--- DATA LISTING ---
+++

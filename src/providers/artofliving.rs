use super::{
    alt_selector, encode_query, first_image_from_articles, load, ImageCandidate, ImageElement,
    ImageRule, RelevancePolicy, SourceProvider,
};
use crate::{BrowserSession, ScraperError};
use async_trait::async_trait;
use scraper::{ElementRef, Html, Selector};
use std::time::Duration;
use tracing::info;

const BASE_URL: &str = "https://www.artofliving.org";
const MAX_RESULTS: usize = 3;

/// Art of Living site search, followed into the matching articles.
pub struct ArtOfLiving {
    delay: Duration,
}

impl ArtOfLiving {
    pub const ID: &'static str = "artofliving.org";

    pub fn new(delay: Duration) -> Self {
        Self { delay }
    }

    pub fn search_url(item_name: &str) -> String {
        format!(
            "{BASE_URL}/in-en/search/site/{}%20yoga%20pose",
            encode_query(item_name)
        )
    }

    fn result_links(html: &str) -> Vec<String> {
        let document = Html::parse_document(html);
        let (Ok(items), Ok(title_link)) = (
            Selector::parse("ol.search-results li"),
            Selector::parse("h3.title a"),
        ) else {
            return Vec::new();
        };

        document
            .select(&items)
            .take(MAX_RESULTS)
            .filter_map(|item: ElementRef<'_>| {
                item.select(&title_link)
                    .next()
                    .and_then(|a| a.value().attr("href"))
                    .map(|href| super::absolutize_link(BASE_URL, href))
            })
            .collect()
    }

    fn image_rule(item_name: &str) -> ImageRule {
        let mut selectors: Vec<String> = [
            "div.content img",
            "div.field-body img",
            "article img",
            "div.main-content img",
            "figure img",
            ".yoga-pose-image img",
        ]
        .iter()
        .map(|s| s.to_string())
        .collect();
        selectors.extend(alt_selector(item_name));

        ImageRule {
            selectors,
            limit: usize::MAX,
            policy: RelevancePolicy::Strict,
            extract: ImageElement::src_attr,
        }
    }
}

#[async_trait]
impl SourceProvider for ArtOfLiving {
    fn id(&self) -> &'static str {
        Self::ID
    }

    async fn search(
        &self,
        item_name: &str,
        session: &dyn BrowserSession,
    ) -> Result<Option<ImageCandidate>, ScraperError> {
        info!("Searching Art of Living for: {}", item_name);

        let html = load(session, &Self::search_url(item_name), self.delay).await?;
        let links = Self::result_links(&html);
        if links.is_empty() {
            return Ok(None);
        }

        first_image_from_articles(
            session,
            Self::ID,
            item_name,
            links,
            self.delay,
            &Self::image_rule(item_name),
        )
        .await
    }
}

#[cfg(test)]
mod tests {
    use super::*;
    use crate::providers::testing::ScriptedSession;

    const SEARCH_PAGE: &str = r#"
        <ol class="search-results">
          <li><h3 class="title"><a href="/in-en/yoga/poses/missing">Missing</a></h3></li>
          <li><h3 class="title"><a href="/in-en/yoga/poses/plow-pose">Plow Pose</a></h3></li>
          <li><h3 class="title"><a href="https://www.artofliving.org/third">Third</a></h3></li>
          <li><h3 class="title"><a href="/fourth">Fourth</a></h3></li>
        </ol>"#;

    const ARTICLE: &str = r#"
        <div class="content">
          <img src="/sites/logo-halasana.png" alt="Halasana">
          <img src="/sites/default/files/halasana-plow.jpg" alt="Plow pose">
        </div>"#;

    #[test]
    fn test_search_url() {
        assert_eq!(
            ArtOfLiving::search_url("Halasana (Plow Pose)"),
            "https://www.artofliving.org/in-en/search/site/Halasana+%28Plow+Pose%29%20yoga%20pose"
        );
    }

    #[test]
    fn test_result_links_limited_and_absolute() {
        let links = ArtOfLiving::result_links(SEARCH_PAGE);
        assert_eq!(
            links,
            vec![
                "https://www.artofliving.org/in-en/yoga/poses/missing",
                "https://www.artofliving.org/in-en/yoga/poses/plow-pose",
                "https://www.artofliving.org/third",
            ]
        );
    }

    #[tokio::test]
    async fn test_search_skips_broken_results() {
        let name = "Halasana (Plow Pose)";
        let session = ScriptedSession::default()
            .with_page(&ArtOfLiving::search_url(name), SEARCH_PAGE)
            .with_page(
                "https://www.artofliving.org/in-en/yoga/poses/plow-pose",
                ARTICLE,
            );

        let provider = ArtOfLiving::new(Duration::ZERO);
        let candidate = provider.search(name, &session).await.unwrap().unwrap();

        assert_eq!(
            candidate.url,
            "https://www.artofliving.org/sites/default/files/halasana-plow.jpg"
        );
        assert_eq!(
            candidate.source_page,
            "https://www.artofliving.org/in-en/yoga/poses/plow-pose"
        );
        assert_eq!(candidate.provider_id, "artofliving.org");
    }

    #[tokio::test]
    async fn test_find_image_swallows_navigation_failure() {
        let provider = ArtOfLiving::new(Duration::ZERO);
        let session = ScriptedSession::default();
        assert!(provider.find_image("Halasana", &session).await.is_none());
    }
}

+++

Reproduce the whole listing verbatim.

filename src/providers/artofliving.rs
use super::{
    alt_selector, encode_query, first_image_from_articles, load, ImageCandidate, ImageElement,
    ImageRule, RelevancePolicy, SourceProvider,
};
use crate::{BrowserSession, ScraperError};
use async_trait::async_trait;
use scraper::{ElementRef, Html, Selector};
use std::time::Duration;
use tracing::info;

const BASE_URL: &str = "https://www.artofliving.org";
const MAX_RESULTS: usize = 3;

/// Art of Living site search, followed into the matching articles.
pub struct ArtOfLiving {
    delay: Duration,
}

impl ArtOfLiving {
    pub const ID: &'static str = "artofliving.org";

    pub fn new(delay: Duration) -> Self {
        Self { delay }
    }

    pub fn search_url(item_name: &str) -> String {
        format!(
            "{BASE_URL}/in-en/search/site/{}%20yoga%20pose",
            encode_query(item_name)
        )
    }

    fn result_links(html: &str) -> Vec<String> {
        let document = Html::parse_document(html);
        let (Ok(items), Ok(title_link)) = (
            Selector::parse("ol.search-results li"),
            Selector::parse("h3.title a"),
        ) else {
            return Vec::new();
        };

        document
            .select(&items)
            .take(MAX_RESULTS)
            .filter_map(|item: ElementRef<'_>| {
                item.select(&title_link)
                    .next()
                    .and_then(|a| a.value().attr("href"))
                    .map(|href| super::absolutize_link(BASE_URL, href))
            })
            .collect()
    }

    fn image_rule(item_name: &str) -> ImageRule {
        let mut selectors: Vec<String> = [
            "div.content img",
            "div.field-body img",
            "article img",
            "div.main-content img",
            "figure img",
            ".yoga-pose-image img",
        ]
        .iter()
        .map(|s| s.to_string())
        .collect();
        selectors.extend(alt_selector(item_name));

        ImageRule {
            selectors,
            limit: usize::MAX,
            policy: RelevancePolicy::Strict,
            extract: ImageElement::src_attr,
        }
    }
}

#[async_trait]
impl SourceProvider for ArtOfLiving {
    fn id(&self) -> &'static str {
        Self::ID
    }

    async fn search(
        &self,
        item_name: &str,
        session: &dyn BrowserSession,
    ) -> Result<Option<ImageCandidate>, ScraperError> {
        info!("Searching Art of Living for: {}", item_name);

        let html = load(session, &Self::search_url(item_name), self.delay).await?;
        let links = Self::result_links(&html);
        if links.is_empty() {
            return Ok(None);
        }

        first_image_from_articles(
            session,
            Self::ID,
            item_name,
            links,
            self.delay,
            &Self::image_rule(item_name),
        )
        .await
    }
}

#[cfg(test)]
mod tests {
    use super::*;
    use crate::providers::testing::ScriptedSession;

    const SEARCH_PAGE: &str = r#"
        <ol class="search-results">
          <li><h3 class="title"><a href="/in-en/yoga/poses/missing">Missing</a></h3></li>
          <li><h3 class="title"><a href="/in-en/yoga/poses/plow-pose">Plow Pose</a></h3></li>
          <li><h3 class="title"><a href="https://www.artofliving.org/third">Third</a></h3></li>
          <li><h3 class="title"><a href="/fourth">Fourth</a></h3></li>
        </ol>"#;

    const ARTICLE: &str = r#"
        <div class="content">
          <img src="/sites/logo-halasana.png" alt="Halasana">
          <img src="/sites/default/files/halasana-plow.jpg" alt="Plow pose">
        </div>"#;

    #[test]
    fn test_search_url() {
        assert_eq!(
            ArtOfLiving::search_url("Halasana (Plow Pose)"),
            "https://www.artofliving.org/in-en/search/site/Halasana+%28Plow+Pose%29%20yoga%20pose"
        );
    }

    #[test]
    fn test_result_links_limited_and_absolute() {
        let links = ArtOfLiving::result_links(SEARCH_PAGE);
        assert_eq!(
            links,
            vec![
                "https://www.artofliving.org/in-en/yoga/poses/missing",
                "https://www.artofliving.org/in-en/yoga/poses/plow-pose",
                "https://www.artofliving.org/third",
            ]
        );
    }

    #[tokio::test]
    async fn test_search_skips_broken_results() {
        let name = "Halasana (Plow Pose)";
        let session = ScriptedSession::default()
            .with_page(&ArtOfLiving::search_url(name), SEARCH_PAGE)
            .with_page(
                "https://www.artofliving.org/in-en/yoga/poses/plow-pose",
                ARTICLE,
            );

        let provider = ArtOfLiving::new(Duration::ZERO);
        let candidate = provider.search(name, &session).await.unwrap().unwrap();

        assert_eq!(
            candidate.url,
            "https://www.artofliving.org/sites/default/files/halasana-plow.jpg"
        );
        assert_eq!(
            candidate.source_page,
            "https://www.artofliving.org/in-en/yoga/poses/plow-pose"
        );
        assert_eq!(candidate.provider_id, "artofliving.org");
    }

    #[tokio::test]
    async fn test_find_image_swallows_navigation_failure() {
        let provider = ArtOfLiving::new(Duration::ZERO);
        let session = ScriptedSession::default();
        assert!(provider.find_image("Halasana", &session).await.is_none());
    }
}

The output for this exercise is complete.